- Material shown:
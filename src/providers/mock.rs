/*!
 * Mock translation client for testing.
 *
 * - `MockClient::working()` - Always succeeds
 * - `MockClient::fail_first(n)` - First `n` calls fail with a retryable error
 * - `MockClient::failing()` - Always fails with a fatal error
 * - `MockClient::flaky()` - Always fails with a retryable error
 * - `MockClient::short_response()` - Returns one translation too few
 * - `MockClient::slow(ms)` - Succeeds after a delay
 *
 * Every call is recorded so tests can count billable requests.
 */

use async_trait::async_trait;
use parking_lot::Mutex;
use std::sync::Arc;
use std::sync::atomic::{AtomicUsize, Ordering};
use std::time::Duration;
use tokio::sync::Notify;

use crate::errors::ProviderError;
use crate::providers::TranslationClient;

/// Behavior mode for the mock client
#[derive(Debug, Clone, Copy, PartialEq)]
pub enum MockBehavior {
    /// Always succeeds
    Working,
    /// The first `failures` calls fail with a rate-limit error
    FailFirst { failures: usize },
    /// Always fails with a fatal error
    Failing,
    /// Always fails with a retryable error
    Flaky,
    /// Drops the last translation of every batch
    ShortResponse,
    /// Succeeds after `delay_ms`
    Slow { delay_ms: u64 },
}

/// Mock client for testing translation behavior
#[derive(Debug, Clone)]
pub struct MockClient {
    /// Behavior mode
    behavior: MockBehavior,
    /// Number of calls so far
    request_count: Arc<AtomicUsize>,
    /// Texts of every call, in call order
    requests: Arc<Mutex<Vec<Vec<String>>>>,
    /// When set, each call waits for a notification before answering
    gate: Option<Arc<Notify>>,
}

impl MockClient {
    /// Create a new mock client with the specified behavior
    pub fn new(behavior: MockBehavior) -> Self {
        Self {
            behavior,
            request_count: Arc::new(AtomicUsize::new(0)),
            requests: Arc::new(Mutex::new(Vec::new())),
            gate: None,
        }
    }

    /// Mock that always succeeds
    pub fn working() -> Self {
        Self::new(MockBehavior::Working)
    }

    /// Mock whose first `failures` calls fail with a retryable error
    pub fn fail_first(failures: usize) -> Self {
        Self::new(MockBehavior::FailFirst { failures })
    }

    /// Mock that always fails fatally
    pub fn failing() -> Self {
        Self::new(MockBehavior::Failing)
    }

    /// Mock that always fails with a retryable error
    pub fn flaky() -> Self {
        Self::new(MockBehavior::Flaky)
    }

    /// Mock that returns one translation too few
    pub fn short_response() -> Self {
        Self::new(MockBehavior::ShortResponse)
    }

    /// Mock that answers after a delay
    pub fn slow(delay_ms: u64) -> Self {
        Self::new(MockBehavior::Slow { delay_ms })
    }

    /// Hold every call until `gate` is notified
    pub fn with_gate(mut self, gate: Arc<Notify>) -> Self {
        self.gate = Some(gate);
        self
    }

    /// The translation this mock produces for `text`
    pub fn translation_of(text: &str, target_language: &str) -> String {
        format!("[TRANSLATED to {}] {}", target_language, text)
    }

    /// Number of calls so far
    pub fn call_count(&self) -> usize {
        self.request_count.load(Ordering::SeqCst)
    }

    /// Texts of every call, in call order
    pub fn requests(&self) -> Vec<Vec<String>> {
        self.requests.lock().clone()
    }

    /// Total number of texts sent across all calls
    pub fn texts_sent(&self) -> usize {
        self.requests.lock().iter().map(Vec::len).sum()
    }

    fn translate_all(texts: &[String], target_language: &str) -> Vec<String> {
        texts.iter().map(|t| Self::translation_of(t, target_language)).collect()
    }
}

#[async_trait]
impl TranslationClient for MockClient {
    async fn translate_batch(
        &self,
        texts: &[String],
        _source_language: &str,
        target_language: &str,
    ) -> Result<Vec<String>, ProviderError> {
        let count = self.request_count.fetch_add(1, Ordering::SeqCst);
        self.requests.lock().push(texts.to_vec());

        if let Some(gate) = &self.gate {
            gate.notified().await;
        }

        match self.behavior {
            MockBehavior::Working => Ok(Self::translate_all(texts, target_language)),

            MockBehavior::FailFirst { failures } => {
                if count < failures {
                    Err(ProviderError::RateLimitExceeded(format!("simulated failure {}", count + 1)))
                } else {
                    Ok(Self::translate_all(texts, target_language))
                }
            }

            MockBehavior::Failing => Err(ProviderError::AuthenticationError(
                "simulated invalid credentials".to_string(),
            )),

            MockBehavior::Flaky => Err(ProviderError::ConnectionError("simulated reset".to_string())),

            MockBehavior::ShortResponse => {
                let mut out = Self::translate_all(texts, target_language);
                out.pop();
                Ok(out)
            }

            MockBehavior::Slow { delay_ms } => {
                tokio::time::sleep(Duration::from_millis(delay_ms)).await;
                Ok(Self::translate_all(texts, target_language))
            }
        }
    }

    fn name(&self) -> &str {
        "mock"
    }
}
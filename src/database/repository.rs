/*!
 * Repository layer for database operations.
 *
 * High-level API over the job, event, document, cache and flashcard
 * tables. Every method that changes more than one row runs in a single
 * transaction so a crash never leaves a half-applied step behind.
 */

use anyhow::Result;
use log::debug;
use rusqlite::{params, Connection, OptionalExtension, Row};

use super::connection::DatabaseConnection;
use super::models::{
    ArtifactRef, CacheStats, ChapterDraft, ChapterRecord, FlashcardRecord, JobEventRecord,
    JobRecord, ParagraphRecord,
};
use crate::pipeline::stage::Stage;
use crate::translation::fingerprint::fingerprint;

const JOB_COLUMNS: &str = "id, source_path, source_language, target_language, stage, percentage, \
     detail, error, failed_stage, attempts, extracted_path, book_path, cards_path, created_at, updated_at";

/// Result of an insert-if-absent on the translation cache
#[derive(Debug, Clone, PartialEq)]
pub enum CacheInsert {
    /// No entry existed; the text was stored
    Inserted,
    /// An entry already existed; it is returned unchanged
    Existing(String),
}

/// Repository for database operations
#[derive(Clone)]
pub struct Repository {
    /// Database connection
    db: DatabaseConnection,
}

- Problem details: Throughout the material above, count each line holding "gate" and answer with the total alone.

- Task answer: 7